Monday, February 11, 2013

Apologies to Munch: "The Groan"

Munch's Scream is one of our most familiar images, endlessly reproduced, parodied, reworked and commercialized, as well known as the Mona Lisa. For a few dozen examples, serious, humorous, witty, and vulgar, please go to  . Munch himself revisited the theme several times, expressing the emotional pain that he experienced in his personal life, and by extension, the angst of his times. Obviously I need to apologize to Munch for yet another reworking of his famous image; now I will explain, and try to justify, my doing so.

In the early part of 2012  I made a series of paintings on the theme "Quotes from the Masters."  The idea was to refer to famous works of art without copying them exactly, a requirement I fulfilled by reworking images first by Van Gogh and then by Tom Thomson but changing all the colours to their complementaries. I wrote about my "mutants" in this blog--please see my entries for March and November 2012. For me this was a new and challenging way to work, and to feel closer to the creators of the paintings on which I was focusing my attention.

Around this time, Ruth Payne, who runs the Ferry Building Gallery in West Vancouver, announced a themed exhibition to be mounted in 2013. The theme was "Hungry Ghosts: Living in the Age of Consumerism." The phrase "Hungry Ghosts" was evocative, but didn't mean much to me, and I dismissed the project from  my mind. A bit later, however, I heard Ruth explain that the hungry ghosts, deriving from Zen Buddhism, are mythical beings that are perpetually hungry but can never be satisfied. [Much later I was to learn that the ghosts are unable to swallow because their necks are too thin; if I'd had that information sooner my painting would have turned out rather differently . . . ] The germ of an idea lodged in my imagination, and became gradually more compelling. Could I perhaps "quote" from Munch and turn his screaming figure into a hungry ghost? I bought a book with a good reproduction of one version of The Scream  and decided to keep Munch's composition and colours much the same, while making my figure hugely obese and substantial instead of the original wispy waif. The painting evolved as I worked on it and reflected on the theme. My interpretation is a representation of an eating disorder, and by implication of addictions in general. Like the Zen ghosts, my overindulger is always hungry and never satisfied, regardless of how much she eats. The title that popped into my head one day as I was working refers to the bellyache that the person suffers from eating too much unsuitable food, and the psychic pain of addiction. Of course, it's also a play on Munch's title.

The Groan - acrylic - 24" x 20" - 2012
At first I kept the strong diagonal line of the fence rails or bridge parapet of Munch's painting, but as my figure increased in bulk she squeezed out the background. I had also wanted all along to include a reference to junk food. Timidly I introduced a cupcake or two . . . then more and more . . . until I had a whole incoming tide of cakes that threatened to surround the figure and overwhelm her. So the cakes come to represent the flood of unnecessary consumer stuff, edible and otherwise, that arouses our desires but fails to satisfy for long.

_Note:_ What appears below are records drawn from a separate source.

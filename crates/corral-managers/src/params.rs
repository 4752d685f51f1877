//! Term parameter values, mappings, and declared signatures.
//!
//! A term descriptor carries a [`TermParams`] mapping that is validated once
//! against the callable's declared [`TermSignature`] when the owning manager
//! is constructed. Call-time access can therefore rely on declared required
//! parameters being present.

use corral_core::error::ConfigError;
use serde::{Deserialize, Serialize};

// ---------------------------------------------------------------------------
// ParamValue
// ---------------------------------------------------------------------------

/// A single term parameter value.
#[derive(Debug, Clone, PartialEq, Serialize, Deserialize)]
pub enum ParamValue {
    Bool(bool),
    Int(i64),
    Float(f32),
    Str(String),
    Floats(Vec<f32>),
}

impl From<bool> for ParamValue {
    fn from(v: bool) -> Self {
        Self::Bool(v)
    }
}

impl From<i64> for ParamValue {
    fn from(v: i64) -> Self {
        Self::Int(v)
    }
}

impl From<f32> for ParamValue {
    fn from(v: f32) -> Self {
        Self::Float(v)
    }
}

impl From<&str> for ParamValue {
    fn from(v: &str) -> Self {
        Self::Str(v.to_string())
    }
}

impl From<String> for ParamValue {
    fn from(v: String) -> Self {
        Self::Str(v)
    }
}

impl From<Vec<f32>> for ParamValue {
    fn from(v: Vec<f32>) -> Self {
        Self::Floats(v)
    }
}

// ---------------------------------------------------------------------------
// TermParams
// ---------------------------------------------------------------------------

/// Insertion-ordered parameter mapping for a term descriptor.
///
/// # Example
///
/// ```
/// use corral_managers::params::TermParams;
///
/// let params = TermParams::new()
///     .with("magnitude", 2.5_f32)
///     .with("additive", true);
/// assert!((params.float("magnitude") - 2.5).abs() < f32::EPSILON);
/// assert!(params.bool("additive"));
/// ```
#[derive(Debug, Clone, Default, PartialEq, Serialize, Deserialize)]
pub struct TermParams {
    entries: Vec<(String, ParamValue)>,
}

impl TermParams {
    /// Create an empty parameter mapping.
    #[must_use]
    pub const fn new() -> Self {
        Self {
            entries: Vec::new(),
        }
    }

    /// Builder: set a parameter, replacing any previous value under the key.
    #[must_use]
    pub fn with(mut self, key: impl Into<String>, value: impl Into<ParamValue>) -> Self {
        let key = key.into();
        let value = value.into();
        if let Some(entry) = self.entries.iter_mut().find(|(k, _)| *k == key) {
            entry.1 = value;
        } else {
            self.entries.push((key, value));
        }
        self
    }

    /// Look up a parameter by key.
    #[must_use]
    pub fn get(&self, key: &str) -> Option<&ParamValue> {
        self.entries
            .iter()
            .find(|(k, _)| k == key)
            .map(|(_, v)| v)
    }

    /// Parameter keys in insertion order.
    pub fn keys(&self) -> impl Iterator<Item = &str> {
        self.entries.iter().map(|(k, _)| k.as_str())
    }

    /// Number of parameters.
    #[must_use]
    pub fn len(&self) -> usize {
        self.entries.len()
    }

    /// Whether the mapping is empty.
    #[must_use]
    pub fn is_empty(&self) -> bool {
        self.entries.is_empty()
    }

    // -- Typed accessors for declared (validated) parameters --
    //
    // These panic on missing/mistyped access: parameters are validated at
    // manager preparation time, so a failure here is a programming error in
    // the term body, not a data error.

    /// Required boolean parameter.
    ///
    /// # Panics
    ///
    /// Panics if the key is absent or not a `Bool`.
    #[must_use]
    pub fn bool(&self, key: &str) -> bool {
        match self.get(key) {
            Some(ParamValue::Bool(v)) => *v,
            _ => panic!("parameter '{key}' missing or not a bool"),
        }
    }

    /// Required integer parameter.
    ///
    /// # Panics
    ///
    /// Panics if the key is absent or not an `Int`.
    #[must_use]
    pub fn int(&self, key: &str) -> i64 {
        match self.get(key) {
            Some(ParamValue::Int(v)) => *v,
            _ => panic!("parameter '{key}' missing or not an int"),
        }
    }

    /// Required float parameter.
    ///
    /// # Panics
    ///
    /// Panics if the key is absent or not a `Float`.
    #[must_use]
    pub fn float(&self, key: &str) -> f32 {
        match self.get(key) {
            Some(ParamValue::Float(v)) => *v,
            _ => panic!("parameter '{key}' missing or not a float"),
        }
    }

    /// Required string parameter.
    ///
    /// # Panics
    ///
    /// Panics if the key is absent or not a `Str`.
    #[must_use]
    pub fn str(&self, key: &str) -> &str {
        match self.get(key) {
            Some(ParamValue::Str(v)) => v,
            _ => panic!("parameter '{key}' missing or not a string"),
        }
    }

    /// Required float-list parameter.
    ///
    /// # Panics
    ///
    /// Panics if the key is absent or not a `Floats`.
    #[must_use]
    pub fn floats(&self, key: &str) -> &[f32] {
        match self.get(key) {
            Some(ParamValue::Floats(v)) => v,
            _ => panic!("parameter '{key}' missing or not a float list"),
        }
    }

    /// Optional boolean parameter.
    #[must_use]
    pub fn get_bool(&self, key: &str) -> Option<bool> {
        match self.get(key) {
            Some(ParamValue::Bool(v)) => Some(*v),
            _ => None,
        }
    }

    /// Optional integer parameter.
    #[must_use]
    pub fn get_int(&self, key: &str) -> Option<i64> {
        match self.get(key) {
            Some(ParamValue::Int(v)) => Some(*v),
            _ => None,
        }
    }

    /// Optional float parameter.
    #[must_use]
    pub fn get_float(&self, key: &str) -> Option<f32> {
        match self.get(key) {
            Some(ParamValue::Float(v)) => Some(*v),
            _ => None,
        }
    }

    /// Optional string parameter.
    #[must_use]
    pub fn get_str(&self, key: &str) -> Option<&str> {
        match self.get(key) {
            Some(ParamValue::Str(v)) => Some(v.as_str()),
            _ => None,
        }
    }

    /// Optional float-list parameter.
    #[must_use]
    pub fn get_floats(&self, key: &str) -> Option<&[f32]> {
        match self.get(key) {
            Some(ParamValue::Floats(v)) => Some(v.as_slice()),
            _ => None,
        }
    }
}

// ---------------------------------------------------------------------------
// TermSignature
// ---------------------------------------------------------------------------

/// Declared parameter list of a term callable.
///
/// Replaces reflective callable introspection: every registered or inline
/// term definition states the parameter keys it accepts beyond the fixed
/// leading arguments, and the resolver checks the descriptor's mapping
/// against this declaration at preparation time.
#[derive(Debug, Clone, Default, PartialEq, Eq)]
pub struct TermSignature {
    required: Vec<String>,
    optional: Vec<String>,
}

impl TermSignature {
    /// A signature accepting no parameters.
    #[must_use]
    pub const fn new() -> Self {
        Self {
            required: Vec::new(),
            optional: Vec::new(),
        }
    }

    /// Builder: declare required parameter keys.
    #[must_use]
    pub fn with_required(mut self, keys: &[&str]) -> Self {
        self.required
            .extend(keys.iter().map(ToString::to_string));
        self
    }

    /// Builder: declare optional parameter keys.
    #[must_use]
    pub fn with_optional(mut self, keys: &[&str]) -> Self {
        self.optional
            .extend(keys.iter().map(ToString::to_string));
        self
    }

    /// Declared required keys.
    #[must_use]
    pub fn required(&self) -> &[String] {
        &self.required
    }

    /// Declared optional keys.
    #[must_use]
    pub fn optional(&self) -> &[String] {
        &self.optional
    }

    /// Check a descriptor's parameter mapping against this signature.
    ///
    /// Every required key must be supplied, and every supplied key must be
    /// declared (required or optional).
    pub fn validate(&self, term: &str, params: &TermParams) -> Result<(), ConfigError> {
        for key in &self.required {
            if params.get(key).is_none() {
                return Err(ConfigError::MissingParam {
                    term: term.to_string(),
                    param: key.clone(),
                });
            }
        }
        for key in params.keys() {
            if !self.required.iter().any(|k| k == key)
                && !self.optional.iter().any(|k| k == key)
            {
                return Err(ConfigError::UnknownParam {
                    term: term.to_string(),
                    param: key.to_string(),
                });
            }
        }
        Ok(())
    }
}

// ---------------------------------------------------------------------------
// Tests
// ---------------------------------------------------------------------------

It will have become apparent that for me this had turned into a serious painting on a serious theme; but I have to acknowledge that it also belongs to the long line of jokes at the expense of The Scream. Some of the people who have looked at my painting have laughed--and then felt they had to apologize! A few said they found it disturbing. And a number responded by salivating over the cupcakes!

The Groan was accepted by the jury who adjudicated the submissions, and duly appeared in the "Hungry Ghosts" exhibition in January, along with an interesting and varied collection of two- and three-dimensional work. There is  a satisfaction in responding to a challenge like this one: as with the best art school assignments, they nudge me in directions that would never otherwise have occurred to me.